### [Task prompt]
The reply should be one number: how many lines of the data below contain "FileBlacklist".

### [Supplied data]
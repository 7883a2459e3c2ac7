//! revguard-storage - Storage library for revguard
//!
//! This crate provides a file-system review store implementing the
//! `ReviewStore` and `ReviewSink` capabilities from `revguard-core`.

mod review_file;
mod review_store;

pub use review_file::{ReviewFile, CURRENT_SCHEMA_VERSION};
pub use review_store::FileSystemStore;
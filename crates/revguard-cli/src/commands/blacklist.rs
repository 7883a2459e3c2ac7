//! Blacklist command
//!
//! Inspect the configured blacklist file.

use anyhow::{Context, Result};
use clap::Subcommand;

use revguard_core::config::Config;
use revguard_core::validation::{fingerprint, FileBlacklist};

/// Blacklist subcommands
#[derive(Debug, Subcommand)]
pub enum BlacklistCommand {
    /// Load the blacklist and report its size and fingerprint
    Check {
        /// Output as JSON
        #[arg(long)]
        json: bool,
    },
}

/// Execute the blacklist command
pub fn execute(cmd: BlacklistCommand, config: &Config) -> Result<()> {
    match cmd {
        BlacklistCommand::Check { json } => check_blacklist(config, json),
    }
}

fn check_blacklist(config: &Config, as_json: bool) -> Result<()> {
    use colored::Colorize;

    let blacklist = FileBlacklist::new(&config.validation.blacklist_path);
    let entries = blacklist
        .load_all()
        .context("Blacklist could not be loaded")?;
    let fingerprint = fingerprint(entries.as_slice());

    if as_json {
        let report = serde_json::json!({
            "path": blacklist.path(),
            "entries": entries.len(),
            "fingerprint": fingerprint,
        });
        println!("{}", serde_json::to_string_pretty(&report)?);
        return Ok(());
    }

    println!(
        "{} {} ({} entries, fingerprint {})",
        "✓".green(),
        blacklist.path().display(),
        entries.len(),
        fingerprint.cyan()
    );
    Ok(())
}
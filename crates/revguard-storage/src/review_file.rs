//! On-disk review envelope

use revguard_core::error::{ReviewGuardError, Result};
use revguard_core::review::Review;
use serde::{Deserialize, Serialize};
use std::collections::HashMap;

/// Current schema version
pub const CURRENT_SCHEMA_VERSION: &str = "1.0";

/// Review file format with schema version
#[derive(Debug, Clone, Serialize, Deserialize)]
pub struct ReviewFile {
    /// Schema version
    pub schema_version: String,
    /// The review data
    pub review: Review,
    /// Extra fields for forward compatibility
    #[serde(flatten, default)]
    pub extra: HashMap<String, serde_json::Value>,
}

impl ReviewFile {
    /// Wrap a review with the current schema version
    pub fn new(review: Review) -> Self {
        Self {
            schema_version: CURRENT_SCHEMA_VERSION.to_string(),
            review,
            extra: HashMap::new(),
        }
    }

    /// Unwrap the review, rejecting files from another major version
    pub fn into_review(self) -> Result<Review> {
        let major = self.schema_version.split('.').next().unwrap_or_default();
        let current = CURRENT_SCHEMA_VERSION.split('.').next().unwrap_or_default();
        if major != current {
            return Err(ReviewGuardError::UnsupportedSchemaVersion(self.schema_version));
        }
        Ok(self.review)
    }
}

#[cfg(test)]
mod tests {
    use super::*;
    use revguard_core::review::ReviewDraft;
    use revguard_core::types::ProductRef;

    fn review() -> Review {
        Review::from_draft(ReviewDraft::new(ProductRef::from("p"), 3.0, "ok"))
    }

    #[test]
    fn test_minor_versions_accepted() {
        let mut file = ReviewFile::new(review());
        file.schema_version = "1.3".to_string();
        assert!(file.into_review().is_ok());
    }

    #[test]
    fn test_other_major_rejected() {
        let mut file = ReviewFile::new(review());
        file.schema_version = "2.0".to_string();
        assert!(matches!(
            file.into_review(),
            Err(ReviewGuardError::UnsupportedSchemaVersion(v)) if v == "2.0"
        ));
    }

    #[test]
    fn test_unknown_fields_preserved() {
        let json = serde_json::to_value(ReviewFile::new(review())).unwrap();
        let mut json = json.as_object().unwrap().clone();
        json.insert("moderation".to_string(), serde_json::json!({"flag": true}));

        let file: ReviewFile = serde_json::from_value(serde_json::Value::Object(json)).unwrap();
        assert!(file.extra.contains_key("moderation"));
    }
}
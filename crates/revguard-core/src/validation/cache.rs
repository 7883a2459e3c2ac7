//! In-memory blacklist with explicit reload

use super::blacklist::{first_match, fingerprint, BlacklistProvider, FileBlacklist};
use crate::error::{ReviewGuardError, Result};
use std::path::Path;
use std::sync::{Arc, RwLock};
use std::time::{Duration, Instant};
use tracing::{debug, info};

struct Snapshot {
    entries: Arc<Vec<String>>,
    fingerprint: String,
    loaded_at: Instant,
}

impl Snapshot {
    fn capture(entries: Vec<String>) -> Self {
        Self {
            fingerprint: fingerprint(entries.as_slice()),
            entries: Arc::new(entries),
            loaded_at: Instant::now(),
        }
    }
}

/// Process-wide, read-mostly copy of a file blacklist.
///
/// Refreshes itself once `refresh_interval` has elapsed; `reload` forces it.
pub struct CachedBlacklist {
    source: FileBlacklist,
    refresh_interval: Option<Duration>,
    state: RwLock<Snapshot>,
}

impl CachedBlacklist {
    /// Load the file now; fails if it cannot be read
    pub fn load(path: impl AsRef<Path>, refresh_interval: Option<Duration>) -> Result<Self> {
        let source = FileBlacklist::new(path.as_ref());
        let snapshot = Snapshot::capture(source.load_all()?);
        info!(
            "Cached {} blacklist entries (fingerprint {})",
            snapshot.entries.len(),
            snapshot.fingerprint
        );

        Ok(Self {
            source,
            refresh_interval,
            state: RwLock::new(snapshot),
        })
    }

    /// Re-read the file. Returns true when the content changed.
    ///
    /// On failure the previous snapshot stays in place.
    pub fn reload(&self) -> Result<bool> {
        let fresh = Snapshot::capture(self.source.load_all()?);
        let mut state = self
            .state
            .write()
            .map_err(|_| ReviewGuardError::Validation("Blacklist cache lock poisoned".to_string()))?;

        let changed = state.fingerprint != fresh.fingerprint;
        if changed {
            info!(
                "Blacklist changed: {} -> {} ({} entries)",
                state.fingerprint,
                fresh.fingerprint,
                fresh.entries.len()
            );
        } else {
            debug!("Blacklist unchanged ({})", fresh.fingerprint);
        }
        *state = fresh;
        Ok(changed)
    }

    /// Whether the refresh interval has elapsed since the last load
    pub fn is_stale(&self) -> bool {
        match (self.refresh_interval, self.state.read()) {
            (Some(interval), Ok(state)) => state.loaded_at.elapsed() >= interval,
            _ => false,
        }
    }

    /// Current entries
    pub fn entries(&self) -> Arc<Vec<String>> {
        match self.state.read() {
            Ok(state) => Arc::clone(&state.entries),
            Err(poisoned) => Arc::clone(&poisoned.into_inner().entries),
        }
    }

    /// Fingerprint of the current entries
    pub fn fingerprint(&self) -> String {
        match self.state.read() {
            Ok(state) => state.fingerprint.clone(),
            Err(poisoned) => poisoned.into_inner().fingerprint.clone(),
        }
    }

    /// Path of the backing file
    pub fn path(&self) -> &Path {
        self.source.path()
    }
}

impl BlacklistProvider for CachedBlacklist {
    fn find_match(&self, comment: &str) -> Result<Option<usize>> {
        if self.is_stale() {
            self.reload()?;
        }
        let entries = self.entries();
        first_match(entries.iter().map(Ok::<_, ReviewGuardError>), comment)
    }
}
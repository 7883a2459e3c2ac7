//! revguard - review submission guard CLI
//!
//! Validates product reviews against a rating floor and a blacklist of
//! forbidden terms, stores admissible ones, and lists them by range.
//!
//! ## Quick Start
//!
//! ```bash
//! # Write a default configuration
//! revguard config init
//!
//! # Check a candidate review
//! revguard validate --rating 4.5 --comment "great product"
//!
//! # Store it, then list reviews for the product
//! revguard submit --product sku-1 --rating 4.5 --range 12 --comment "great product"
//! revguard list --product sku-1 --start 10 --end 20
//! ```

mod commands;

fn main() {
    if let Err(err) = commands::run() {
        eprintln!("Error: {:#}", err);
        std::process::exit(1);
    }
}
//! Core type definitions for revguard

use serde::{Deserialize, Serialize};
use std::fmt;
use uuid::Uuid;

/// Unique identifier for a stored review
#[derive(Debug, Clone, PartialEq, Eq, Hash, Serialize, Deserialize)]
pub struct ReviewId(pub Uuid);

impl ReviewId {
    /// Generate a new ReviewId
    pub fn new() -> Self {
        ReviewId(Uuid::new_v4())
    }

    /// Create from UUID string
    pub fn from_string(s: &str) -> Result<Self, uuid::Error> {
        Ok(ReviewId(Uuid::parse_str(s)?))
    }
}

impl Default for ReviewId {
    fn default() -> Self {
        Self::new()
    }
}

impl fmt::Display for ReviewId {
    fn fmt(&self, f: &mut fmt::Formatter<'_>) -> fmt::Result {
        write!(f, "{}", self.0)
    }
}

/// Opaque reference to a product in the catalog.
///
/// Existence is never checked here; that is the store's business.
#[derive(Debug, Clone, PartialEq, Eq, Hash, Serialize, Deserialize)]
pub struct ProductRef(pub String);

impl ProductRef {
    /// Create a ProductRef from a string key
    pub fn new(key: impl Into<String>) -> Self {
        ProductRef(key.into())
    }

    /// Borrow the underlying key
    pub fn as_str(&self) -> &str {
        &self.0
    }
}

impl fmt::Display for ProductRef {
    fn fmt(&self, f: &mut fmt::Formatter<'_>) -> fmt::Result {
        write!(f, "{}", self.0)
    }
}

impl From<&str> for ProductRef {
    fn from(s: &str) -> Self {
        ProductRef(s.to_string())
    }
}
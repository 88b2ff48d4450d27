//! Board commands

mod add;
mod get;
mod groups;
mod stages;

pub use add::AddBoard;
pub use get::{BoardView, GetBoard};
pub use groups::{ListStageGroups, StageGroup};
pub use stages::ListBoardStages;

### [Solved problem]
5